[Task requirements]: Please restate, word for word, the lines below that begin at the one with "pub struct Product" and end at the one with "pub fn into_fields(self)". Leave out all other lines.

[Excerpted data]:
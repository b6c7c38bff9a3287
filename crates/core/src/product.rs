use serde::{Deserialize, Serialize};
use serde_json::Value;

use crate::{DomainError, DomainResult, ProductId};

/// Client-supplied product fields: an arbitrary top-level JSON object.
pub type ProductFields = serde_json::Map<String, Value>;

/// Document key that carries the identifier.
pub const ID_FIELD: &str = "id";

/// A stored product document.
///
/// Serializes as a flat JSON object: `{"id": "...", <fields>...}`. The `id`
/// key is owned by the store; a client-supplied `id` is never kept as a field.
#[derive(Debug, Clone, PartialEq, Serialize, Deserialize)]
pub struct Product {
    id: ProductId,
    #[serde(flatten)]
    fields: ProductFields,
}

impl Product {
    /// Build a document from an existing identifier and raw fields.
    pub fn new(id: ProductId, mut fields: ProductFields) -> Self {
        fields.remove(ID_FIELD);
        Self { id, fields }
    }

    /// Build a brand-new document, assigning a fresh identifier.
    pub fn create(fields: ProductFields) -> Self {
        Self::new(ProductId::new(), fields)
    }

    pub fn id(&self) -> ProductId {
        self.id
    }

    pub fn fields(&self) -> &ProductFields {
        &self.fields
    }

    pub fn into_fields(self) -> ProductFields {
        self.fields
    }

    /// Apply a partial update.
    ///
    /// Top-level keys in `patch` overwrite existing keys (including with
    /// `null`); keys absent from `patch` keep their value. The identifier
    /// cannot be changed.
    pub fn merge(&mut self, patch: ProductFields) {
        for (key, value) in patch {
            if key == ID_FIELD {
                continue;
            }
            self.fields.insert(key, value);
        }
    }

    /// Consume `self`, returning the merged document.
    pub fn merged(mut self, patch: ProductFields) -> Self {
        self.merge(patch);
        self
    }
}

/// Interpret a parsed request body as product fields.
///
/// Only a top-level JSON object is a document.
pub fn fields_from_value(value: Value) -> DomainResult<ProductFields> {
    match value {
        Value::Object(map) => Ok(map),
        other => Err(DomainError::validation(format!(
            "expected a JSON object, got {}",
            json_kind(&other)
        ))),
    }
}

fn json_kind(value: &Value) -> &'static str {
    match value {
        Value::Null => "null",
        Value::Bool(_) => "boolean",
        Value::Number(_) => "number",
        Value::String(_) => "string",
        Value::Array(_) => "array",
        Value::Object(_) => "object",
    }
}
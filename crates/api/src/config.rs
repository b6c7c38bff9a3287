//! Process configuration, read once from the environment at startup.

use std::net::{Ipv4Addr, SocketAddr};

pub const DEFAULT_PORT: u16 = 5000;
pub const DEFAULT_DATABASE_URL: &str = "postgres://localhost:5432/products_db";

/// Which `ProductStore` backend to wire in.
#[derive(Debug, Clone, Copy, PartialEq, Eq)]
pub enum StoreKind {
    InMemory,
    Postgres,
}

#[derive(Debug, Clone, PartialEq, Eq)]
pub struct Config {
    pub port: u16,
    pub store: StoreKind,
    pub database_url: String,
}

impl Config {
    /// Read `PORT`, `USE_PERSISTENT_STORES` and `DATABASE_URL`.
    pub fn from_env() -> Self {
        Self::from_lookup(|key| std::env::var(key).ok())
    }

    pub fn from_lookup(lookup: impl Fn(&str) -> Option<String>) -> Self {
        let port = match lookup("PORT") {
            Some(raw) => raw.trim().parse::<u16>().unwrap_or_else(|_| {
                tracing::warn!(port = %raw, "PORT is not a valid port; using {DEFAULT_PORT}");
                DEFAULT_PORT
            }),
            None => DEFAULT_PORT,
        };

        let use_persistent = lookup("USE_PERSISTENT_STORES")
            .and_then(|v| v.trim().parse::<bool>().ok())
            .unwrap_or(false);
        let store = if use_persistent {
            StoreKind::Postgres
        } else {
            StoreKind::InMemory
        };

        let database_url =
            lookup("DATABASE_URL").unwrap_or_else(|| DEFAULT_DATABASE_URL.to_string());

        Self {
            port,
            store,
            database_url,
        }
    }

    pub fn bind_addr(&self) -> SocketAddr {
        SocketAddr::from((Ipv4Addr::UNSPECIFIED, self.port))
    }
}

#[cfg(test)]
mod tests {
    use std::collections::HashMap;

    use super::*;

    fn config(vars: &[(&str, &str)]) -> Config {
        let vars: HashMap<String, String> = vars
            .iter()
            .map(|(k, v)| (k.to_string(), v.to_string()))
            .collect();
        Config::from_lookup(|k| vars.get(k).cloned())
    }

    #[test]
    fn defaults_without_environment() {
        let cfg = config(&[]);
        assert_eq!(cfg.port, DEFAULT_PORT);
        assert_eq!(cfg.store, StoreKind::InMemory);
        assert_eq!(cfg.database_url, DEFAULT_DATABASE_URL);
        assert_eq!(cfg.bind_addr().to_string(), "0.0.0.0:5000");
    }

    #[test]
    fn port_override() {
        assert_eq!(config(&[("PORT", "8081")]).port, 8081);
    }

    #[test]
    fn invalid_port_falls_back_to_default() {
        assert_eq!(config(&[("PORT", "eighty")]).port, DEFAULT_PORT);
        assert_eq!(config(&[("PORT", "70000")]).port, DEFAULT_PORT);
    }

    #[test]
    fn persistent_store_selection() {
        let cfg = config(&[
            ("USE_PERSISTENT_STORES", "true"),
            ("DATABASE_URL", "postgres://db:5432/other"),
        ]);
        assert_eq!(cfg.store, StoreKind::Postgres);
        assert_eq!(cfg.database_url, "postgres://db:5432/other");

        assert_eq!(config(&[("USE_PERSISTENT_STORES", "yes")]).store, StoreKind::InMemory);
    }
}
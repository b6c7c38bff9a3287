use axum::{
    routing::{delete, get, post, put},
    Router,
};

pub mod products;

/// Route table: four fixed (method, path) pairs.
pub fn router() -> Router {
    Router::new()
        .route("/create-product", post(products::create_product))
        .route("/products/:product_id", get(products::get_single_product))
        .route("/delete-product/:product_id", delete(products::delete_single_product))
        .route("/update-product/:product_id", put(products::update_product_by_id))
}
//! Tracing and logging setup shared by the service binaries.

/// Initialize process-wide tracing/logging.
///
/// This is safe to call multiple times; subsequent calls become no-ops.
pub fn init() {
    tracing::init(tracing::DEFAULT_FILTER);
}

/// Tracing configuration (filters, layers).
pub mod tracing;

[Result of this exercise]:
pub struct Product {
    id: ProductId,
    #[serde(flatten)]
    fields: ProductFields,
}

impl Product {
    /// Build a document from an existing identifier and raw fields.
    pub fn new(id: ProductId, mut fields: ProductFields) -> Self {
        fields.remove(ID_FIELD);
        Self { id, fields }
    }

    /// Build a brand-new document, assigning a fresh identifier.
    pub fn create(fields: ProductFields) -> Self {
        Self::new(ProductId::new(), fields)
    }

    pub fn id(&self) -> ProductId {
        self.id
    }

    pub fn fields(&self) -> &ProductFields {
        &self.fields
    }

    pub fn into_fields(self) -> ProductFields {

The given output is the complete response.